[Data extracted from a collection]
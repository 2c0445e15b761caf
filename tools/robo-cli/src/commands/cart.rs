//! Replay cart operations against a fresh storefront session.

use std::fmt;
use std::str::FromStr;

use anyhow::{Context as _, Result};
use robo_commerce::{ProductId, Storefront};
use thiserror::Error;

use super::CartArgs;
use crate::context::Context;

/// One cart operation given on the command line.
#[derive(Debug, Clone, PartialEq, Eq)]
pub enum CartOp {
    Add(ProductId),
    Remove(ProductId),
    Set(ProductId, i64),
    Increment(ProductId),
    Decrement(ProductId),
    Open,
    Close,
}

/// Errors parsing a [`CartOp`].
#[derive(Debug, Error, PartialEq, Eq)]
pub enum CartOpError {
    #[error("unknown cart operation '{0}' (expected add, remove, set, inc, dec, open or close)")]
    UnknownOp(String),

    #[error("cart operation '{0}' needs a product id")]
    MissingId(String),

    #[error("set needs <id>=<quantity>, got '{0}'")]
    MalformedSet(String),

    #[error("invalid quantity '{0}'")]
    InvalidQuantity(String),
}

impl FromStr for CartOp {
    type Err = CartOpError;

    fn from_str(s: &str) -> Result<Self, Self::Err> {
        let (op, arg) = match s.split_once(':') {
            Some((op, arg)) => (op, Some(arg.trim())),
            None => (s, None),
        };

        let id = |name: &str| match arg {
            Some(id) if !id.is_empty() => Ok(ProductId::new(id)),
            _ => Err(CartOpError::MissingId(name.to_string())),
        };

        match op.to_lowercase().as_str() {
            "add" => Ok(CartOp::Add(id("add")?)),
            "remove" | "rm" => Ok(CartOp::Remove(id("remove")?)),
            "inc" => Ok(CartOp::Increment(id("inc")?)),
            "dec" => Ok(CartOp::Decrement(id("dec")?)),
            "set" => {
                let value = arg.ok_or_else(|| CartOpError::MissingId("set".to_string()))?;
                let (id, qty) = value
                    .split_once('=')
                    .ok_or_else(|| CartOpError::MalformedSet(value.to_string()))?;
                if id.is_empty() {
                    return Err(CartOpError::MissingId("set".to_string()));
                }
                let qty = qty
                    .trim()
                    .parse()
                    .map_err(|_| CartOpError::InvalidQuantity(qty.to_string()))?;
                Ok(CartOp::Set(ProductId::new(id), qty))
            }
            "open" if arg.is_none() => Ok(CartOp::Open),
            "close" if arg.is_none() => Ok(CartOp::Close),
            _ => Err(CartOpError::UnknownOp(s.to_string())),
        }
    }
}

impl fmt::Display for CartOp {
    fn fmt(&self, f: &mut fmt::Formatter<'_>) -> fmt::Result {
        match self {
            CartOp::Add(id) => write!(f, "add:{}", id),
            CartOp::Remove(id) => write!(f, "remove:{}", id),
            CartOp::Set(id, qty) => write!(f, "set:{}={}", id, qty),
            CartOp::Increment(id) => write!(f, "inc:{}", id),
            CartOp::Decrement(id) => write!(f, "dec:{}", id),
            CartOp::Open => write!(f, "open"),
            CartOp::Close => write!(f, "close"),
        }
    }
}

impl CartOp {
    /// Apply to the session. Returns whether the cart changed.
    ///
    /// Only adding an id missing from the catalogue is an error; every other
    /// operation on an unknown id is a no-op.
    pub fn apply(&self, store: &mut Storefront) -> Result<bool> {
        let changed = match self {
            CartOp::Add(id) => {
                store
                    .add_to_cart(id)
                    .with_context(|| format!("Failed to apply {}", self))?;
                true
            }
            CartOp::Remove(id) => store.cart.remove_from_cart(id),
            CartOp::Set(id, qty) => store.cart.update_quantity(id, *qty),
            CartOp::Increment(id) => store.cart.increment(id),
            CartOp::Decrement(id) => store.cart.decrement(id),
            CartOp::Open => {
                store.open_cart();
                true
            }
            CartOp::Close => {
                store.close_cart();
                true
            }
        };
        Ok(changed)
    }
}

/// Run the cart command.
pub async fn run(args: CartArgs, ctx: &Context) -> Result<()> {
    let mut store = ctx.open_storefront(&args.source).await;

    for op in &args.ops {
        let changed = op.apply(&mut store)?;
        tracing::debug!(op = %op, changed, "applied cart operation");
    }

    let summary = store.cart.summary();
    if ctx.output.is_json() {
        ctx.output.json(&summary);
    } else {
        ctx.output.cart(&summary);
    }

    Ok(())
}

#[cfg(test)]
mod tests {
    use super::*;
    use robo_commerce::catalog::{CatalogueView, StaticCatalogue};
    use robo_commerce::Currency;

    fn op(s: &str) -> CartOp {
        s.parse().unwrap()
    }

    fn robotics_store() -> Storefront {
        let view = CatalogueView::with_products(StaticCatalogue::robotics().products().to_vec());
        Storefront::with_catalogue(Currency::USD, view)
    }

    #[test]
    fn test_parse_ops() {
        assert_eq!(op("add:1"), CartOp::Add(ProductId::new("1")));
        assert_eq!(op("remove:64f0c2"), CartOp::Remove(ProductId::new("64f0c2")));
        assert_eq!(op("set:3=4"), CartOp::Set(ProductId::new("3"), 4));
        assert_eq!(op("set:3=-1"), CartOp::Set(ProductId::new("3"), -1));
        assert_eq!(op("inc:2"), CartOp::Increment(ProductId::new("2")));
        assert_eq!(op("DEC:2"), CartOp::Decrement(ProductId::new("2")));
        assert_eq!(op("open"), CartOp::Open);
        assert_eq!(op("close"), CartOp::Close);
    }

    #[test]
    fn test_parse_errors() {
        assert_eq!("buy:1".parse::<CartOp>(), Err(CartOpError::UnknownOp("buy:1".into())));
        assert_eq!("add".parse::<CartOp>(), Err(CartOpError::MissingId("add".into())));
        assert_eq!("add:".parse::<CartOp>(), Err(CartOpError::MissingId("add".into())));
        assert_eq!("set:3".parse::<CartOp>(), Err(CartOpError::MalformedSet("3".into())));
        assert_eq!("set:3=x".parse::<CartOp>(), Err(CartOpError::InvalidQuantity("x".into())));
        assert!("open:1".parse::<CartOp>().is_err());
    }

    #[test]
    fn test_display_round_trips() {
        for s in ["add:1", "remove:2", "set:3=4", "inc:5", "dec:1", "open", "close"] {
            assert_eq!(op(s).to_string(), s);
        }
    }

    #[test]
    fn test_apply_sequence() {
        let mut store = robotics_store();
        for s in ["add:1", "add:1", "add:3", "inc:3", "dec:1", "open"] {
            op(s).apply(&mut store).unwrap();
        }

        assert_eq!(store.cart.line(&ProductId::new("1")).unwrap().quantity, 1);
        assert_eq!(store.cart.line(&ProductId::new("3")).unwrap().quantity, 2);
        assert_eq!(store.cart.cart_count(), 3);
        assert_eq!(store.cart.total().display(), "$14497.00");
        assert!(store.cart.is_open());
    }

    #[test]
    fn test_apply_noops() {
        let mut store = robotics_store();
        op("add:2").apply(&mut store).unwrap();

        assert!(!op("set:2=0").apply(&mut store).unwrap());
        assert!(!op("set:2=-1").apply(&mut store).unwrap());
        assert!(!op("remove:5").apply(&mut store).unwrap());
        assert!(!op("inc:5").apply(&mut store).unwrap());
        assert_eq!(store.cart.cart_count(), 1);
    }

    #[test]
    fn test_apply_unknown_add_fails() {
        let mut store = robotics_store();
        assert!(op("add:99").apply(&mut store).is_err());
        assert!(store.cart.is_empty());
    }
}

WORK REQUEST – Set down the records again in full. Match them exactly.

REPLY –
repository 2c0445e15b761caf
filename tools/robo-cli/src/commands/cart.rs
//! Replay cart operations against a fresh storefront session.

use std::fmt;
use std::str::FromStr;

use anyhow::{Context as _, Result};
use robo_commerce::{ProductId, Storefront};
use thiserror::Error;

use super::CartArgs;
use crate::context::Context;

/// One cart operation given on the command line.
#[derive(Debug, Clone, PartialEq, Eq)]
pub enum CartOp {
    Add(ProductId),
    Remove(ProductId),
    Set(ProductId, i64),
    Increment(ProductId),
    Decrement(ProductId),
    Open,
    Close,
}

/// Errors parsing a [`CartOp`].
#[derive(Debug, Error, PartialEq, Eq)]
pub enum CartOpError {
    #[error("unknown cart operation '{0}' (expected add, remove, set, inc, dec, open or close)")]
    UnknownOp(String),

    #[error("cart operation '{0}' needs a product id")]
    MissingId(String),

    #[error("set needs <id>=<quantity>, got '{0}'")]
    MalformedSet(String),

    #[error("invalid quantity '{0}'")]
    InvalidQuantity(String),
}

impl FromStr for CartOp {
    type Err = CartOpError;

    fn from_str(s: &str) -> Result<Self, Self::Err> {
        let (op, arg) = match s.split_once(':') {
            Some((op, arg)) => (op, Some(arg.trim())),
            None => (s, None),
        };

        let id = |name: &str| match arg {
            Some(id) if !id.is_empty() => Ok(ProductId::new(id)),
            _ => Err(CartOpError::MissingId(name.to_string())),
        };

        match op.to_lowercase().as_str() {
            "add" => Ok(CartOp::Add(id("add")?)),
            "remove" | "rm" => Ok(CartOp::Remove(id("remove")?)),
            "inc" => Ok(CartOp::Increment(id("inc")?)),
            "dec" => Ok(CartOp::Decrement(id("dec")?)),
            "set" => {
                let value = arg.ok_or_else(|| CartOpError::MissingId("set".to_string()))?;
                let (id, qty) = value
                    .split_once('=')
                    .ok_or_else(|| CartOpError::MalformedSet(value.to_string()))?;
                if id.is_empty() {
                    return Err(CartOpError::MissingId("set".to_string()));
                }
                let qty = qty
                    .trim()
                    .parse()
                    .map_err(|_| CartOpError::InvalidQuantity(qty.to_string()))?;
                Ok(CartOp::Set(ProductId::new(id), qty))
            }
            "open" if arg.is_none() => Ok(CartOp::Open),
            "close" if arg.is_none() => Ok(CartOp::Close),
            _ => Err(CartOpError::UnknownOp(s.to_string())),
        }
    }
}

impl fmt::Display for CartOp {
    fn fmt(&self, f: &mut fmt::Formatter<'_>) -> fmt::Result {
        match self {
            CartOp::Add(id) => write!(f, "add:{}", id),
            CartOp::Remove(id) => write!(f, "remove:{}", id),
            CartOp::Set(id, qty) => write!(f, "set:{}={}", id, qty),
            CartOp::Increment(id) => write!(f, "inc:{}", id),
            CartOp::Decrement(id) => write!(f, "dec:{}", id),
            CartOp::Open => write!(f, "open"),
            CartOp::Close => write!(f, "close"),
        }
    }
}

impl CartOp {
    /// Apply to the session. Returns whether the cart changed.
    ///
    /// Only adding an id missing from the catalogue is an error; every other
    /// operation on an unknown id is a no-op.
    pub fn apply(&self, store: &mut Storefront) -> Result<bool> {
        let changed = match self {
            CartOp::Add(id) => {
                store
                    .add_to_cart(id)
                    .with_context(|| format!("Failed to apply {}", self))?;
                true
            }
            CartOp::Remove(id) => store.cart.remove_from_cart(id),
            CartOp::Set(id, qty) => store.cart.update_quantity(id, *qty),
            CartOp::Increment(id) => store.cart.increment(id),
            CartOp::Decrement(id) => store.cart.decrement(id),
            CartOp::Open => {
                store.open_cart();
                true
            }
            CartOp::Close => {
                store.close_cart();
                true
            }
        };
        Ok(changed)
    }
}

/// Run the cart command.
pub async fn run(args: CartArgs, ctx: &Context) -> Result<()> {
    let mut store = ctx.open_storefront(&args.source).await;

    for op in &args.ops {
        let changed = op.apply(&mut store)?;
        tracing::debug!(op = %op, changed, "applied cart operation");
    }

    let summary = store.cart.summary();
    if ctx.output.is_json() {
        ctx.output.json(&summary);
    } else {
        ctx.output.cart(&summary);
    }

    Ok(())
}

#[cfg(test)]
mod tests {
    use super::*;
    use robo_commerce::catalog::{CatalogueView, StaticCatalogue};
    use robo_commerce::Currency;

    fn op(s: &str) -> CartOp {
        s.parse().unwrap()
    }

    fn robotics_store() -> Storefront {
        let view = CatalogueView::with_products(StaticCatalogue::robotics().products().to_vec());
        Storefront::with_catalogue(Currency::USD, view)
    }

    #[test]
    fn test_parse_ops() {
        assert_eq!(op("add:1"), CartOp::Add(ProductId::new("1")));
        assert_eq!(op("remove:64f0c2"), CartOp::Remove(ProductId::new("64f0c2")));
        assert_eq!(op("set:3=4"), CartOp::Set(ProductId::new("3"), 4));
        assert_eq!(op("set:3=-1"), CartOp::Set(ProductId::new("3"), -1));
        assert_eq!(op("inc:2"), CartOp::Increment(ProductId::new("2")));
        assert_eq!(op("DEC:2"), CartOp::Decrement(ProductId::new("2")));
        assert_eq!(op("open"), CartOp::Open);
        assert_eq!(op("close"), CartOp::Close);
    }

    #[test]
    fn test_parse_errors() {
        assert_eq!("buy:1".parse::<CartOp>(), Err(CartOpError::UnknownOp("buy:1".into())));
        assert_eq!("add".parse::<CartOp>(), Err(CartOpError::MissingId("add".into())));
        assert_eq!("add:".parse::<CartOp>(), Err(CartOpError::MissingId("add".into())));
        assert_eq!("set:3".parse::<CartOp>(), Err(CartOpError::MalformedSet("3".into())));
        assert_eq!("set:3=x".parse::<CartOp>(), Err(CartOpError::InvalidQuantity("x".into())));
        assert!("open:1".parse::<CartOp>().is_err());
    }

    #[test]
    fn test_display_round_trips() {
        for s in ["add:1", "remove:2", "set:3=4", "inc:5", "dec:1", "open", "close"] {
            assert_eq!(op(s).to_string(), s);
        }
    }

    #[test]
    fn test_apply_sequence() {
        let mut store = robotics_store();
        for s in ["add:1", "add:1", "add:3", "inc:3", "dec:1", "open"] {
            op(s).apply(&mut store).unwrap();
        }

        assert_eq!(store.cart.line(&ProductId::new("1")).unwrap().quantity, 1);
        assert_eq!(store.cart.line(&ProductId::new("3")).unwrap().quantity, 2);
        assert_eq!(store.cart.cart_count(), 3);
        assert_eq!(store.cart.total().display(), "$14497.00");
        assert!(store.cart.is_open());
    }

    #[test]
    fn test_apply_noops() {
        let mut store = robotics_store();
        op("add:2").apply(&mut store).unwrap();

        assert!(!op("set:2=0").apply(&mut store).unwrap());
        assert!(!op("set:2=-1").apply(&mut store).unwrap());
        assert!(!op("remove:5").apply(&mut store).unwrap());
        assert!(!op("inc:5").apply(&mut store).unwrap());
        assert_eq!(store.cart.cart_count(), 1);
    }

    #[test]
    fn test_apply_unknown_add_fails() {
        let mut store = robotics_store();
        assert!(op("add:99").apply(&mut store).is_err());
        assert!(store.cart.is_empty());
    }
}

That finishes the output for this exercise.